:: Records for processing ::
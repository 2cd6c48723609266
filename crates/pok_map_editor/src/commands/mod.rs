//! Undo/redo: reversible deltas, their history, and editor commands as data

mod delta;
mod history;
mod script;

pub use delta::{
    AddLayerDelta, AutotileDelta, BucketDelta, CellBatch, CollisionDelta, Delta, EraserDelta,
    LinkDelta, NpcDelta, ObjectDelta, PencilDelta, RemoveLinkDelta, RemoveNpcDelta,
    RemoveObjectDelta, ResizeDelta,
};
pub use history::{CommandHistory, DEFAULT_MAX_DEPTH};
pub use script::{parse_script, EditorCommand};
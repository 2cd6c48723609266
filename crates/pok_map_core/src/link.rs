//! Entries, exits and the links that join maps together
//!
//! Maps reference each other purely by index into the world's map list and
//! entries/exits by per-map integer ids, so cyclic links (A → B → A) need no
//! shared ownership.
//!
//! A link joins two endpoints. Each side gets an [`Entry`] and an [`Exit`]
//! sharing one id that is fresh within that map; each side's exit targets the
//! other side's entry.

use crate::tile_map::{extract_where, reinsert_sorted};
use crate::TileMap;
use serde::{Deserialize, Serialize};
use std::collections::HashSet;

/// An anchor point other maps may link into
#[derive(Debug, Clone, Copy, PartialEq, Eq, Serialize, Deserialize)]
pub struct Entry {
    pub x: i32,
    pub y: i32,
    pub id: i32,
}

/// A directed link from a cell to an entry of another (or the same) map
#[derive(Debug, Clone, Copy, PartialEq, Eq, Serialize, Deserialize)]
#[serde(rename_all = "camelCase")]
pub struct Exit {
    pub id: i32,
    pub x: i32,
    pub y: i32,
    pub target_map_index: i32,
    pub target_entry_id: i32,
}

/// One end of a link: a cell in a map
#[derive(Debug, Clone, Copy, PartialEq, Eq, Serialize, Deserialize)]
pub struct LinkEndpoint {
    pub tile_map_index: usize,
    pub x: i32,
    pub y: i32,
}

impl LinkEndpoint {
    pub fn new(tile_map_index: usize, x: i32, y: i32) -> Self {
        Self {
            tile_map_index,
            x,
            y,
        }
    }
}

/// Ids assigned to the two sides of a link
#[derive(Debug, Clone, Copy, PartialEq, Eq, Serialize, Deserialize)]
pub struct LinkIds {
    pub begin: i32,
    pub end: i32,
}

/// Entries and exits removed from one map, each with the list position it
/// held before removal
#[derive(Debug, Clone, Default, PartialEq, Serialize, Deserialize)]
pub struct RemovedLinks {
    pub tile_map_index: usize,
    pub entries: Vec<(usize, Entry)>,
    pub exits: Vec<(usize, Exit)>,
}

impl RemovedLinks {
    pub fn is_empty(&self) -> bool {
        self.entries.is_empty() && self.exits.is_empty()
    }
}

/// One past the largest id used by any entry or exit of the map
pub fn next_link_id(map: &TileMap) -> i32 {
    map.entries
        .iter()
        .map(|e| e.id)
        .chain(map.exits.iter().map(|e| e.id))
        .max()
        .map_or(0, |id| id + 1)
}

/// Whether a link between the two endpoints may be created
pub fn can_connect(maps: &[TileMap], begin: LinkEndpoint, end: LinkEndpoint) -> bool {
    if begin == end {
        return false;
    }
    [begin, end].iter().all(|p| {
        maps.get(p.tile_map_index).is_some_and(|map| {
            map.contains(p.x, p.y) && map.exit_at(p.x, p.y).is_none() && map.entry_at(p.x, p.y).is_none()
        })
    })
}

/// Fresh ids for the two sides of a new link
pub fn allocate_link_ids(maps: &[TileMap], begin: LinkEndpoint, end: LinkEndpoint) -> LinkIds {
    let begin_id = next_link_id(&maps[begin.tile_map_index]);
    let end_id = if begin.tile_map_index == end.tile_map_index {
        begin_id + 1
    } else {
        next_link_id(&maps[end.tile_map_index])
    };
    LinkIds {
        begin: begin_id,
        end: end_id,
    }
}

/// Allocate fresh ids for both sides and connect them
pub fn connect(maps: &mut [TileMap], begin: LinkEndpoint, end: LinkEndpoint) -> LinkIds {
    let ids = allocate_link_ids(maps, begin, end);
    connect_with_ids(maps, begin, end, ids);
    ids
}

/// Create both sides of a link using previously assigned ids
pub fn connect_with_ids(maps: &mut [TileMap], begin: LinkEndpoint, end: LinkEndpoint, ids: LinkIds) {
    add_side(&mut maps[begin.tile_map_index], begin, ids.begin, end.tile_map_index, ids.end);
    add_side(&mut maps[end.tile_map_index], end, ids.end, begin.tile_map_index, ids.begin);
}

fn add_side(map: &mut TileMap, at: LinkEndpoint, id: i32, target_map: usize, target_entry: i32) {
    map.entries.push(Entry {
        x: at.x,
        y: at.y,
        id,
    });
    map.exits.push(Exit {
        id,
        x: at.x,
        y: at.y,
        target_map_index: target_map as i32,
        target_entry_id: target_entry,
    });
}

/// Remove the entry and exit carrying `id` from one map
pub fn remove_link_side(maps: &mut [TileMap], tile_map_index: usize, id: i32) -> RemovedLinks {
    let map = &mut maps[tile_map_index];
    RemovedLinks {
        tile_map_index,
        entries: extract_where(&mut map.entries, |e| e.id == id),
        exits: extract_where(&mut map.exits, |e| e.id == id),
    }
}

/// Remove the seeded entries and exits together with everything that can no
/// longer stand without them:
///
/// - a removed exit takes its partner exit with it: the exit standing on the
///   entry it targets and pointing back at the entry under the removed exit
/// - an entry a removed exit targeted goes once no surviving exit targets it
/// - an exit whose target map or entry is missing is removed
///
/// The rules are applied until nothing changes, so the result never
/// contains a dangling reference. Seeds are `(map index, id)` pairs and are
/// always removed.
pub fn remove_links(
    maps: &mut [TileMap],
    dead_entries: HashSet<(usize, i32)>,
    dead_exits: HashSet<(usize, i32)>,
) -> Vec<RemovedLinks> {
    cascade_removal(maps, dead_entries, dead_exits, HashSet::new())
}

/// Remove every exit that points at a missing map or entry
pub fn remove_invalid_links(maps: &mut [TileMap]) -> Vec<RemovedLinks> {
    remove_links(maps, HashSet::new(), HashSet::new())
}

/// Remove the link that the exit with `exit_id` belongs to.
///
/// The exit and its partner exit always go. The entry under the exit and the
/// entry it targets go only when no other exit still leads to them, so doors
/// sharing a destination keep working.
pub fn sever_link(maps: &mut [TileMap], tile_map_index: usize, exit_id: i32) -> Vec<RemovedLinks> {
    let mut candidates = HashSet::new();
    if let Some(map) = maps.get(tile_map_index) {
        let under = map
            .exit_with_id(exit_id)
            .and_then(|i| map.entry_at(map.exits[i].x, map.exits[i].y));
        if let Some(i) = under {
            candidates.insert((tile_map_index, map.entries[i].id));
        }
    }
    cascade_removal(
        maps,
        HashSet::new(),
        HashSet::from([(tile_map_index, exit_id)]),
        candidates,
    )
}

fn target_of(maps: &[TileMap], exit: &Exit) -> Option<usize> {
    let t = usize::try_from(exit.target_map_index).ok()?;
    (t < maps.len()).then_some(t)
}

/// Id of the exit on the far side of a two-way link
fn partner_exit(maps: &[TileMap], m: usize, exit: &Exit) -> Option<i32> {
    let t = target_of(maps, exit)?;
    let own = &maps[m].entries[maps[m].entry_at(exit.x, exit.y)?];
    let target = &maps[t].entries[maps[t].entry_with_id(exit.target_entry_id)?];
    maps[t]
        .exits
        .iter()
        .find(|p| {
            p.x == target.x
                && p.y == target.y
                && p.target_map_index == m as i32
                && p.target_entry_id == own.id
        })
        .map(|p| p.id)
}

fn cascade_removal(
    maps: &mut [TileMap],
    mut dead_entries: HashSet<(usize, i32)>,
    mut dead_exits: HashSet<(usize, i32)>,
    mut candidates: HashSet<(usize, i32)>,
) -> Vec<RemovedLinks> {
    loop {
        let mut changed = false;

        for (m, map) in maps.iter().enumerate() {
            for exit in &map.exits {
                let target = target_of(maps, exit);

                if dead_exits.contains(&(m, exit.id)) {
                    if let Some(t) = target {
                        changed |= candidates.insert((t, exit.target_entry_id));
                    }
                    if let Some(partner) = partner_exit(maps, m, exit) {
                        changed |= dead_exits.insert((exit.target_map_index as usize, partner));
                    }
                    continue;
                }

                let target_alive = target.is_some_and(|t| {
                    !dead_entries.contains(&(t, exit.target_entry_id))
                        && maps[t].entry_with_id(exit.target_entry_id).is_some()
                });
                if !target_alive {
                    dead_exits.insert((m, exit.id));
                    changed = true;
                }
            }
        }

        for &(t, id) in &candidates {
            if dead_entries.contains(&(t, id)) {
                continue;
            }
            let still_targeted = maps.iter().enumerate().any(|(m, map)| {
                map.exits.iter().any(|e| {
                    e.target_map_index == t as i32
                        && e.target_entry_id == id
                        && !dead_exits.contains(&(m, e.id))
                })
            });
            if !still_targeted {
                dead_entries.insert((t, id));
                changed = true;
            }
        }

        if !changed {
            break;
        }
    }

    let mut removed = Vec::new();
    for (m, map) in maps.iter_mut().enumerate() {
        let record = RemovedLinks {
            tile_map_index: m,
            entries: extract_where(&mut map.entries, |e| dead_entries.contains(&(m, e.id))),
            exits: extract_where(&mut map.exits, |e| dead_exits.contains(&(m, e.id))),
        };
        if !record.is_empty() {
            removed.push(record);
        }
    }
    if !removed.is_empty() {
        log::debug!(
            "Removed links: {} entries, {} exits",
            removed.iter().map(|r| r.entries.len()).sum::<usize>(),
            removed.iter().map(|r| r.exits.len()).sum::<usize>()
        );
    }
    removed
}

/// Put back records captured by [`remove_links`] at their original positions
pub fn restore_links(maps: &mut [TileMap], removed: &[RemovedLinks]) {
    for record in removed {
        let map = &mut maps[record.tile_map_index];
        reinsert_sorted(&mut map.entries, &record.entries);
        reinsert_sorted(&mut map.exits, &record.exits);
    }
}

/// Exits that reference a missing map or entry
pub fn dangling_exits(maps: &[TileMap]) -> Vec<(usize, i32)> {
    let mut dangling = Vec::new();
    for (m, map) in maps.iter().enumerate() {
        for exit in &map.exits {
            let t = exit.target_map_index;
            let ok = t >= 0
                && maps
                    .get(t as usize)
                    .is_some_and(|target| target.entry_with_id(exit.target_entry_id).is_some());
            if !ok {
                dangling.push((m, exit.id));
            }
        }
    }
    dangling
}
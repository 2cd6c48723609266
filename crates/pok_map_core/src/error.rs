//! Errors raised while reading or validating map data

use thiserror::Error;

#[derive(Debug, Error)]
pub enum MapError {
    #[error("IO error: {0}")]
    Io(#[from] std::io::Error),
    #[error("Parse error: {0}")]
    Parse(#[from] serde_json::Error),
    /// The document parsed but its arrays do not describe a valid grid
    #[error("Malformed map: {0}")]
    Shape(String),
}
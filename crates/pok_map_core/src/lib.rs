//! Core data structures for pok_map_editor
//!
//! This crate provides the fundamental types for representing linked tile maps:
//! - `TileMap` - A layered grid with collision, entries, exits, objects and NPCs
//! - `Entry` / `Exit` - Anchor points and the directed links between maps
//! - `ObjectPrototype` / `PlacedObject` - Multi-cell stamps written into the grid
//! - `Npc` - Characters standing on map cells
//! - Resize, flood fill and autotile algorithms over those types
//!
//! Maps reference each other by index into a flat `[TileMap]` world, never by
//! pointer, so the world-level algorithms take `&mut [TileMap]`.

mod error;
mod file;
mod fill;
mod npc;
mod object;
mod tile_map;

pub mod autotile;
pub mod layer;
pub mod link;
pub mod resize;

pub use autotile::{paint_autotile, AutotileRule, AutotileStep};
pub use error::MapError;
pub use layer::{CellState, ResizeOrigin, TileValue, EMPTY_TEXTURE_INDEX, EMPTY_TILE};
pub use link::{Entry, Exit, LinkEndpoint, LinkIds, RemovedLinks};
pub use npc::{Direction, Npc};
pub use object::{CoveredCells, ObjectPrototype, PlacedObject};
pub use resize::{resize_map, unresize_map, ClippedCell, ResizeRecord};
pub use tile_map::{extract_where, reinsert_sorted, TileMap, MAX_MAP_DIMENSION};
//! Neighbour-aware tile selection (autotiling)
//!
//! A rule owns a block of 16 consecutive tile ids. Every cell holding one of
//! them is a member, and its exact id encodes which of its four neighbours
//! are members too.

use crate::layer::TileValue;
use crate::TileMap;
use serde::{Deserialize, Serialize};
use std::collections::HashMap;

/// Number of variants in a rule's tile block
pub const AUTOTILE_VARIANTS: i32 = 16;

const NORTH: i32 = 1;
const EAST: i32 = 2;
const SOUTH: i32 = 4;
const WEST: i32 = 8;

/// Tile block used for one kind of terrain (path, water, tall grass...)
#[derive(Debug, Clone, Copy, PartialEq, Eq, Serialize, Deserialize)]
#[serde(rename_all = "camelCase")]
pub struct AutotileRule {
    pub base_tile: i32,
    pub texture_index: i32,
}

impl AutotileRule {
    pub fn new(base_tile: i32, texture_index: i32) -> Self {
        Self {
            base_tile,
            texture_index,
        }
    }

    /// A rule needs a non-negative base with room for every variant id
    pub fn is_valid(&self) -> bool {
        self.base_tile >= 0 && self.base_tile.checked_add(AUTOTILE_VARIANTS - 1).is_some()
    }

    /// Whether a cell value belongs to this rule
    pub fn is_member(&self, value: TileValue) -> bool {
        let offset = i64::from(value.tile) - i64::from(self.base_tile);
        value.texture_index == self.texture_index && (0..i64::from(AUTOTILE_VARIANTS)).contains(&offset)
    }

    /// Tile id for a member cell with the given neighbour mask
    pub fn variant(&self, mask: i32) -> TileValue {
        TileValue::new(self.base_tile.saturating_add(mask), self.texture_index)
    }
}

/// Cells rewritten by one autotile step: value before and after
#[derive(Debug, Clone, Default, PartialEq)]
pub struct AutotileStep {
    pub old_values: HashMap<usize, TileValue>,
    pub new_values: HashMap<usize, TileValue>,
}

impl AutotileStep {
    pub fn is_empty(&self) -> bool {
        self.new_values.is_empty()
    }
}

/// Neighbour mask of a cell: which of its four neighbours are members
pub fn neighbour_mask(map: &TileMap, z: usize, x: i32, y: i32, rule: &AutotileRule) -> i32 {
    let mut mask = 0;
    for (bit, nx, ny) in [
        (NORTH, x, y - 1),
        (EAST, x + 1, y),
        (SOUTH, x, y + 1),
        (WEST, x - 1, y),
    ] {
        let member = map
            .index_of(nx, ny)
            .and_then(|i| map.value(z, i))
            .is_some_and(|v| rule.is_member(v));
        if member {
            mask |= bit;
        }
    }
    mask
}

/// Make `(x, y)` a member of `rule` and recompute it and its four neighbours.
///
/// Only cells whose value actually changes are recorded. An invalid rule
/// paints nothing.
pub fn paint_autotile(map: &mut TileMap, z: usize, x: i32, y: i32, rule: &AutotileRule) -> AutotileStep {
    let mut step = AutotileStep::default();
    if !rule.is_valid() {
        return step;
    }
    let Some(center) = map.index_of(x, y) else {
        return step;
    };
    if z >= map.layer_count() {
        return step;
    }

    let mut write = |map: &mut TileMap, index: usize, value: TileValue| {
        let Some(old) = map.value(z, index) else {
            return;
        };
        if old == value {
            return;
        }
        step.old_values.entry(index).or_insert(old);
        step.new_values.insert(index, value);
        map.set_value(z, index, value);
    };

    write(map, center, rule.variant(0));

    for (cx, cy) in [(x, y), (x, y - 1), (x + 1, y), (x, y + 1), (x - 1, y)] {
        let Some(index) = map.index_of(cx, cy) else {
            continue;
        };
        let is_member = map.value(z, index).is_some_and(|v| rule.is_member(v));
        if !is_member {
            continue;
        }
        let mask = neighbour_mask(map, z, cx, cy, rule);
        write(map, index, rule.variant(mask));
    }

    step
}

#[cfg(test)]
mod tests {
    use super::*;

    #[test]
    fn test_single_cell_has_no_neighbours() {
        let mut map = TileMap::new(5, 5);
        let rule = AutotileRule::new(32, 1);
        let step = paint_autotile(&mut map, 0, 2, 2, &rule);
        assert_eq!(map.value(0, 12), Some(TileValue::new(32, 1)));
        assert_eq!(step.old_values.get(&12), Some(&TileValue::EMPTY));
        assert_eq!(step.new_values.len(), 1);
    }

    #[test]
    fn test_neighbours_are_recomputed() {
        let mut map = TileMap::new(5, 5);
        let rule = AutotileRule::new(32, 1);
        paint_autotile(&mut map, 0, 2, 2, &rule);
        let step = paint_autotile(&mut map, 0, 3, 2, &rule);

        // (2,2) now has an east neighbour, (3,2) a west neighbour
        assert_eq!(map.value(0, 12), Some(TileValue::new(32 + EAST, 1)));
        assert_eq!(map.value(0, 13), Some(TileValue::new(32 + WEST, 1)));
        assert_eq!(step.old_values.get(&12), Some(&TileValue::new(32, 1)));
        assert_eq!(step.old_values.get(&13), Some(&TileValue::EMPTY));
    }

    #[test]
    fn test_non_members_are_untouched() {
        let mut map = TileMap::new(3, 3);
        map.set_value(0, 1, TileValue::new(5, 0));
        let rule = AutotileRule::new(32, 0);
        let step = paint_autotile(&mut map, 0, 1, 1, &rule);
        assert_eq!(map.value(0, 1), Some(TileValue::new(5, 0)));
        assert!(!step.old_values.contains_key(&1));
    }

    #[test]
    fn test_out_of_bounds_is_empty_step() {
        let mut map = TileMap::new(3, 3);
        let rule = AutotileRule::new(32, 0);
        assert!(paint_autotile(&mut map, 0, 5, 5, &rule).is_empty());
        assert!(paint_autotile(&mut map, 2, 1, 1, &rule).is_empty());
    }

    #[test]
    fn test_rule_near_id_limit() {
        let rule = AutotileRule::new(i32::MAX - 3, 0);
        assert!(!rule.is_valid());
        assert!(rule.is_member(TileValue::new(i32::MAX, 0)));
        assert!(!AutotileRule::new(-4, 0).is_valid());
        assert!(AutotileRule::new(i32::MAX - 15, 0).is_valid());
        assert!(AutotileRule::new(i32::MAX - 15, 0).is_member(TileValue::new(i32::MAX, 0)));

        let mut map = TileMap::new(3, 3);
        assert!(paint_autotile(&mut map, 0, 1, 1, &rule).is_empty());
        assert_eq!(map.value(0, 4), Some(TileValue::EMPTY));
    }
}
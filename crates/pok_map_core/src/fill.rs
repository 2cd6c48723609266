//! Flood fill (bucket) region search

use crate::TileMap;

impl TileMap {
    /// Cells of layer `z` reachable from `(x, y)` through 4-connected
    /// neighbours holding the same tile id as the seed.
    ///
    /// Texture index and collision are ignored. Returns an empty list when
    /// the seed is outside the map or layer.
    pub fn flood_region(&self, z: usize, x: i32, y: i32) -> Vec<usize> {
        let Some(seed) = self.index_of(x, y) else {
            return Vec::new();
        };
        let Some(layer) = self.tiles.get(z) else {
            return Vec::new();
        };
        let target = layer[seed];

        let mut region = Vec::new();
        let mut visited = vec![false; layer.len()];
        let mut stack = vec![(x, y)];

        while let Some((x, y)) = stack.pop() {
            let Some(index) = self.index_of(x, y) else {
                continue;
            };
            if visited[index] {
                continue;
            }
            visited[index] = true;

            if layer[index] != target {
                continue;
            }
            region.push(index);

            stack.push((x - 1, y));
            stack.push((x + 1, y));
            stack.push((x, y - 1));
            stack.push((x, y + 1));
        }

        region.sort_unstable();
        region
    }
}
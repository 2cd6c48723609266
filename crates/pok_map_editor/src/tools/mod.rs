//! Drag gestures: pencil/eraser strokes and autotile painting
//!
//! A gesture edits the world as the cursor moves and collects everything it
//! touched into a single delta, handed out when the gesture ends.

use crate::commands::{AutotileDelta, CellBatch, Delta, EraserDelta, PencilDelta};
use crate::project::World;
use pok_map_core::{paint_autotile, AutotileRule, TileValue};
use std::collections::HashSet;

/// What a stroke writes into the cells it crosses
#[derive(Debug, Clone, Copy, PartialEq, Eq, Default)]
pub enum StrokeKind {
    Pencil(TileValue),
    #[default]
    Eraser,
}

impl StrokeKind {
    fn value(&self) -> TileValue {
        match self {
            StrokeKind::Pencil(value) => *value,
            StrokeKind::Eraser => TileValue::EMPTY,
        }
    }
}

/// Tracks tile changes during a painting stroke for undo support
#[derive(Debug, Clone, Default)]
pub struct PaintStrokeTracker {
    /// Whether we're currently in a paint stroke
    pub active: bool,
    pub kind: StrokeKind,
    /// Touched cells with the value each held before the stroke reached it
    pub cells: CellBatch,
    /// Indices already in `cells`
    touched: HashSet<usize>,
    /// Last cursor cell, the start of the next interpolated segment
    last_cell: Option<(i32, i32)>,
}

impl PaintStrokeTracker {
    pub fn begin(&mut self, tile_map_index: usize, z: usize, kind: StrokeKind) {
        self.active = true;
        self.kind = kind;
        self.cells = CellBatch {
            tile_map_index,
            z,
            ..Default::default()
        };
        self.touched.clear();
        self.last_cell = None;
    }

    /// Move the cursor to `(x, y)`, painting every cell on the line from the
    /// previous cursor cell. Returns the number of cells touched for the
    /// first time.
    pub fn stroke_to(&mut self, world: &mut World, x: i32, y: i32) -> usize {
        if !self.active {
            return 0;
        }
        let points = match self.last_cell {
            Some((x0, y0)) => bresenham_line(x0, y0, x, y),
            None => vec![(x, y)],
        };
        self.last_cell = Some((x, y));

        let Some(map) = world.tile_maps.get_mut(self.cells.tile_map_index) else {
            return 0;
        };
        let z = self.cells.z;
        let value = self.kind.value();
        let mut touched = 0;
        for (px, py) in points {
            let Some(index) = map.index_of(px, py) else {
                continue;
            };
            let Some(old) = map.value(z, index) else {
                continue;
            };
            // Prior is captured on first touch only
            if self.touched.insert(index) {
                self.cells.push(index, old);
                touched += 1;
            }
            map.set_value(z, index, value);
        }
        touched
    }

    /// End the stroke, returning the delta covering every touched cell
    pub fn finish(&mut self) -> Option<Delta> {
        if !self.active {
            return None;
        }
        self.active = false;
        self.last_cell = None;
        self.touched.clear();
        let cells = std::mem::take(&mut self.cells);
        if cells.is_empty() {
            return None;
        }
        Some(match self.kind {
            StrokeKind::Pencil(new_value) => Delta::Pencil(PencilDelta { cells, new_value }),
            StrokeKind::Eraser => Delta::Eraser(EraserDelta { cells }),
        })
    }
}

/// Accumulates autotile steps of one drag into a single pending delta
#[derive(Debug, Clone, Default)]
pub struct AutotileGesture {
    pub active: bool,
    pub rule: Option<AutotileRule>,
    pub pending: AutotileDelta,
    last_cell: Option<(i32, i32)>,
}

impl AutotileGesture {
    pub fn begin(&mut self, tile_map_index: usize, z: usize, rule: AutotileRule) {
        self.active = true;
        self.rule = Some(rule);
        self.pending = AutotileDelta::new(tile_map_index, z, Default::default(), Default::default());
        self.last_cell = None;
    }

    /// Autotile every cell on the line from the previous cursor cell to
    /// `(x, y)`, joining each step into the pending delta
    pub fn paint_to(&mut self, world: &mut World, x: i32, y: i32) -> bool {
        let (true, Some(rule)) = (self.active, self.rule) else {
            return false;
        };
        let points = match self.last_cell {
            Some((x0, y0)) => bresenham_line(x0, y0, x, y),
            None => vec![(x, y)],
        };
        self.last_cell = Some((x, y));

        let tile_map_index = self.pending.tile_map_index;
        let z = self.pending.z;
        let Some(map) = world.tile_maps.get_mut(tile_map_index) else {
            return false;
        };
        let mut changed = false;
        for (px, py) in points {
            let step = paint_autotile(map, z, px, py, &rule);
            if step.is_empty() {
                continue;
            }
            changed = true;
            self.pending.join(AutotileDelta::new(
                tile_map_index,
                z,
                step.old_values,
                step.new_values,
            ));
        }
        changed
    }

    pub fn finish(&mut self) -> Option<Delta> {
        if !self.active {
            return None;
        }
        self.active = false;
        self.rule = None;
        self.last_cell = None;
        let pending = std::mem::take(&mut self.pending);
        if pending.is_empty() {
            return None;
        }
        Some(Delta::Autotile(pending))
    }
}

/// Bresenham's line algorithm - generates all tile coordinates along a line
pub fn bresenham_line(x0: i32, y0: i32, x1: i32, y1: i32) -> Vec<(i32, i32)> {
    let mut points = Vec::new();

    let dx = (x1 - x0).abs();
    let dy = -(y1 - y0).abs();
    let sx = if x0 < x1 { 1 } else { -1 };
    let sy = if y0 < y1 { 1 } else { -1 };
    let mut err = dx + dy;

    let mut x = x0;
    let mut y = y0;

    loop {
        points.push((x, y));

        if x == x1 && y == y1 {
            break;
        }

        let e2 = 2 * err;
        if e2 >= dy {
            err += dy;
            x += sx;
        }
        if e2 <= dx {
            err += dx;
            y += sy;
        }
    }

    points
}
:::
§ Activity
Nothing but the lines from the beginning of the records through the line with "map list and" should appear, each printed exactly.

§ Response to this task
repository 2cd6c48723609266
filename crates/pok_map_editor/src/commands/mod.rs
//! Undo/redo: reversible deltas, their history, and editor commands as data

mod delta;
mod history;
mod script;

pub use delta::{
    AddLayerDelta, AutotileDelta, BucketDelta, CellBatch, CollisionDelta, Delta, EraserDelta,
    LinkDelta, NpcDelta, ObjectDelta, PencilDelta, RemoveLinkDelta, RemoveNpcDelta,
    RemoveObjectDelta, ResizeDelta,
};
pub use history::{CommandHistory, DEFAULT_MAX_DEPTH};
pub use script::{parse_script, EditorCommand};
repository 2cd6c48723609266
filename crates/pok_map_core/src/link.rs
//! Entries, exits and the links that join maps together
//!
//! Maps reference each other purely by index into the world's map list and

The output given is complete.